What eats ants? The obvious answer to the question is the anteater, but did you know that there are numerous other creatures from many different animal groups that eat ants as a regular part of their diet? Although you might not want these other creatures around any more than you want ants around, these other animals can come in handy when you are trying to deal with an ant infestation in or around your space.
You may not be aware that nearly every animal that eats insects and can fit an ant into its jaws eats ants. Here are some of the insects and small animals that eat ants on a regular basis:
- Other insects such as beetles, caterpillars and flies
- Spiders, such as black widow spiders and jumping spiders
- Snails and other hard-shelled organisms
- Fish and lizards
- Birds, such as sparrows, grouse and starlings
- Mammals, such as bears and coyotes
- Certain types of fungal infections, which have been documented to consume ants
Some animals have strange ways of eating ants that help them to survive and procreate. Some species of flies will lay their eggs on the bodies of ants, and then when their larvae are born, they will eat the ants around them. Spiders will often attract ants into their web and then spin them into little bite-sized morsels with their sticky weaponry. Bears will sometimes consume ants as a sweet treat when they discover a stash of wild honey.
Even some humans have been known to eat ants. While they are too small to be a very good food source, they are high in protein, and some varieties such as the lemon ant, which can be found in Ecuador and other countries in South America, are quite highly prized.

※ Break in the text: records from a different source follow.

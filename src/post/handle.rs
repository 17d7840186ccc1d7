use axum::Json;
use serde_json::json;
use tracing::info;

use sps_shared::moderation::ActionLabel;
use sps_shared::post::handle::*;
use sps_shared::post::{Post, PostStatus};

use crate::moderation::DecisionRef;
use crate::{config, filter, moderation, resource, Error, RequireRoleContext};

/// Handle and create a new pending post.
///
/// A post must carry text content or an attachment; the text passes the
/// banned-word gate and the attachment is validated before anything is
/// persisted.
///
/// Url: `/api/post/create`
///
/// Request header: See [`crate::RequireRoleContext`].
///
/// Request body: See [`CreatePostDescriptor`].
///
/// Response body: `200` with `{ "post_id": _ }`. (json)
pub async fn create_post(
    ctx: RequireRoleContext,
    Json(descriptor): Json<CreatePostDescriptor>,
) -> Result<Json<serde_json::Value>, Error> {
    ctx.require_approved_student()?;

    let content = descriptor
        .content
        .filter(|content| !content.trim().is_empty());
    if content.is_none() && descriptor.attachment.is_none() {
        return Err(Error::PostEmpty);
    }

    if let Some(content) = &content {
        if filter::contains_prohibited_content(&*filter::INSTANCE, content)? {
            return Err(Error::ProhibitedContent);
        }
    }

    let attachment = match &descriptor.attachment {
        Some(attachment) => Some(resource::store(attachment)?),
        None => None,
    };

    let post = Post {
        id: super::new_post_id(),
        author: ctx.account_id,
        content,
        attachment,
        status: PostStatus::Pending,
        is_reported: false,
        reports_count: 0,
        reporters: Vec::new(),
        created_at: chrono::Utc::now(),
    };

    if !super::save_post(&post) {
        tracing::error!("error while saving post {}", post.id);
    }

    let id = post.id;
    super::INSTANCE.push(post);
    info!("post {id} created by account {}, pending review", ctx.account_id);

    Ok(Json(json!({ "post_id": id })))
}

/// Edit a post. Only the author may edit, and any edit resets the post
/// to pending so it goes through review again.
///
/// When a new attachment is supplied, the previous file is removed only
/// after the new one is durably stored.
///
/// Url: `/api/post/edit`
///
/// Request body: See [`EditPostDescriptor`].
pub async fn edit_post(
    ctx: RequireRoleContext,
    Json(descriptor): Json<EditPostDescriptor>,
) -> Result<Json<serde_json::Value>, Error> {
    ctx.require_approved_student()?;

    let content = descriptor
        .content
        .filter(|content| !content.trim().is_empty());
    if content.is_none() && descriptor.attachment.is_none() {
        return Err(Error::PostEmpty);
    }

    if let Some(content) = &content {
        if filter::contains_prohibited_content(&*filter::INSTANCE, content)? {
            return Err(Error::ProhibitedContent);
        }
    }

    super::INSTANCE.with_post(descriptor.post, |post| {
        if post.author != ctx.account_id {
            tracing::warn!(
                "account {} attempted to edit foreign post {}",
                ctx.account_id,
                post.id
            );
            return Err(Error::PermissionDenied);
        }
        Ok(())
    })??;

    // Store the replacement before touching the post: a failed write
    // must leave the currently referenced file untouched.
    let new_attachment = match &descriptor.attachment {
        Some(attachment) => Some(resource::store(attachment)?),
        None => None,
    };

    let old_attachment = super::INSTANCE.with_post_mut(descriptor.post, |post| {
        if post.author != ctx.account_id {
            return Err(Error::PermissionDenied);
        }
        if let Some(content) = content {
            post.content = Some(content);
        }
        let old = match new_attachment.clone() {
            Some(attachment) => post.attachment.replace(attachment),
            None => None,
        };
        post.status = PostStatus::Pending;
        if !super::save_post(post) {
            tracing::error!("error while saving post {}", post.id);
        }
        info!("post {} edited, back to pending review", post.id);
        Ok(old)
    })??;

    if let Some(old) = old_attachment {
        resource::delete(&old);
    }

    Ok(Json(json!({})))
}

/// Approve a pending post. Idempotent: approving an approved post is a
/// no-op and writes no duplicate audit record.
///
/// Url: `/api/post/approve`
///
/// Request body: See [`ReviewPostDescriptor`].
pub async fn approve_post(
    ctx: RequireRoleContext,
    Json(descriptor): Json<ReviewPostDescriptor>,
) -> Result<Json<serde_json::Value>, Error> {
    review_post(ctx, descriptor.post, PostStatus::Approved, ActionLabel::Approved)
}

/// Reject a pending post. Same idempotence rule as approval.
///
/// Url: `/api/post/reject`
///
/// Request body: See [`ReviewPostDescriptor`].
pub async fn reject_post(
    ctx: RequireRoleContext,
    Json(descriptor): Json<ReviewPostDescriptor>,
) -> Result<Json<serde_json::Value>, Error> {
    review_post(ctx, descriptor.post, PostStatus::Rejected, ActionLabel::Rejected)
}

/// Shared admin review path: the status write and its audit record
/// commit together under the post's write lock.
///
/// Not a request handling method.
fn review_post(
    ctx: RequireRoleContext,
    post_id: u64,
    to: PostStatus,
    label: ActionLabel,
) -> Result<Json<serde_json::Value>, Error> {
    ctx.require_admin()?;

    super::INSTANCE.with_post_mut(post_id, |post| {
        if post.status == to {
            return;
        }
        post.status = to;
        moderation::INSTANCE.record(DecisionRef::Post(post.id), ctx.account_id, label);
        if !super::save_post(post) {
            tracing::error!("error while saving post {}", post.id);
        }
        info!(
            "post {} marked {} by admin {}",
            post.id, to, ctx.account_id
        );
    })?;

    Ok(Json(json!({})))
}

/// Report a post. Any authenticated account may report; the reported
/// flag is a one-way latch and the counter never decreases.
///
/// Whether authors may report their own posts and whether repeated
/// reports keep counting are config switches.
///
/// Url: `/api/post/report`
///
/// Request body: See [`ReportPostDescriptor`].
///
/// Response body: `200` with `{ "reports_count": _ }`. (json)
pub async fn report_post(
    ctx: RequireRoleContext,
    Json(descriptor): Json<ReportPostDescriptor>,
) -> Result<Json<serde_json::Value>, Error> {
    let policy = config::INSTANCE.moderation;

    let count = super::INSTANCE.with_post_mut(descriptor.post, |post| {
        if !policy.allow_self_report && post.author == ctx.account_id {
            return Err(Error::PermissionDenied);
        }
        let repeat = post.reporters.contains(&ctx.account_id);
        if !repeat {
            post.reporters.push(ctx.account_id);
        }
        if !repeat || policy.count_repeat_reports {
            post.is_reported = true;
            post.reports_count += 1;
            if !super::save_post(post) {
                tracing::error!("error while saving post {}", post.id);
            }
            info!(
                "post {} reported by account {} ({} reports)",
                post.id, ctx.account_id, post.reports_count
            );
        }
        Ok(post.reports_count)
    })??;

    Ok(Json(json!({ "reports_count": count })))
}

/// Delete a post together with its attachment file. The author or an
/// admin may delete; audit records referencing the post keep existing
/// with the reference cleared.
///
/// Url: `/api/post/delete`
///
/// Request body: See [`DeletePostDescriptor`].
pub async fn delete_post(
    ctx: RequireRoleContext,
    Json(descriptor): Json<DeletePostDescriptor>,
) -> Result<Json<serde_json::Value>, Error> {
    super::INSTANCE.with_post(descriptor.post, |post| {
        if post.author == ctx.account_id {
            return Ok(());
        }
        match ctx.role() {
            Ok(role) if role.is_admin() => Ok(()),
            _ => {
                tracing::warn!(
                    "account {} attempted to delete foreign post {}",
                    ctx.account_id,
                    post.id
                );
                Err(Error::PermissionDenied)
            }
        }
    })??;

    if let Some(removed) = super::INSTANCE.take(descriptor.post) {
        moderation::INSTANCE.clear_post_refs(removed.id);
        if let Some(attachment) = &removed.attachment {
            resource::delete(attachment);
        }
        info!("post {} deleted by account {}", removed.id, ctx.account_id);
    }

    Ok(Json(json!({})))
}

/// Get the public feed: approved posts only, newest first.
///
/// Url: `/api/post/feed`
///
/// Response body: `200` with `{ "posts": [_] }`. (json)
pub async fn get_feed(ctx: RequireRoleContext) -> Result<Json<serde_json::Value>, Error> {
    let _ = ctx;
    let mut posts: Vec<_> = super::INSTANCE
        .posts
        .read()
        .iter()
        .map(|post| post.read())
        .filter(|post| post.status == PostStatus::Approved)
        .map(|post| post.clone())
        .collect();
    posts.sort_by(|a, b| b.created_at.cmp(&a.created_at));

    Ok(Json(json!({ "posts": posts })))
}

/// Get the caller's own posts, any status, newest first.
///
/// Url: `/api/post/mine`
///
/// Response body: `200` with `{ "posts": [_] }`. (json)
pub async fn my_posts(ctx: RequireRoleContext) -> Result<Json<serde_json::Value>, Error> {
    let mut posts: Vec<_> = super::INSTANCE
        .posts
        .read()
        .iter()
        .map(|post| post.read())
        .filter(|post| post.author == ctx.account_id)
        .map(|post| post.clone())
        .collect();
    posts.sort_by(|a, b| b.created_at.cmp(&a.created_at));

    Ok(Json(json!({ "posts": posts })))
}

It might come as a surprise that one of the creatures that eats ants is, you guessed it, other ants. Fire ants are known to attack other fire ants, and army ants thrive on eating the larvae of various other species of ants.
If ants are at the top of your list of annoyances, it may help you to think about the fact that you are not the only one trying to get rid of them. Ants are a major food source for many small animals, which is one way that nature helps us to deal with the peskiness of pests.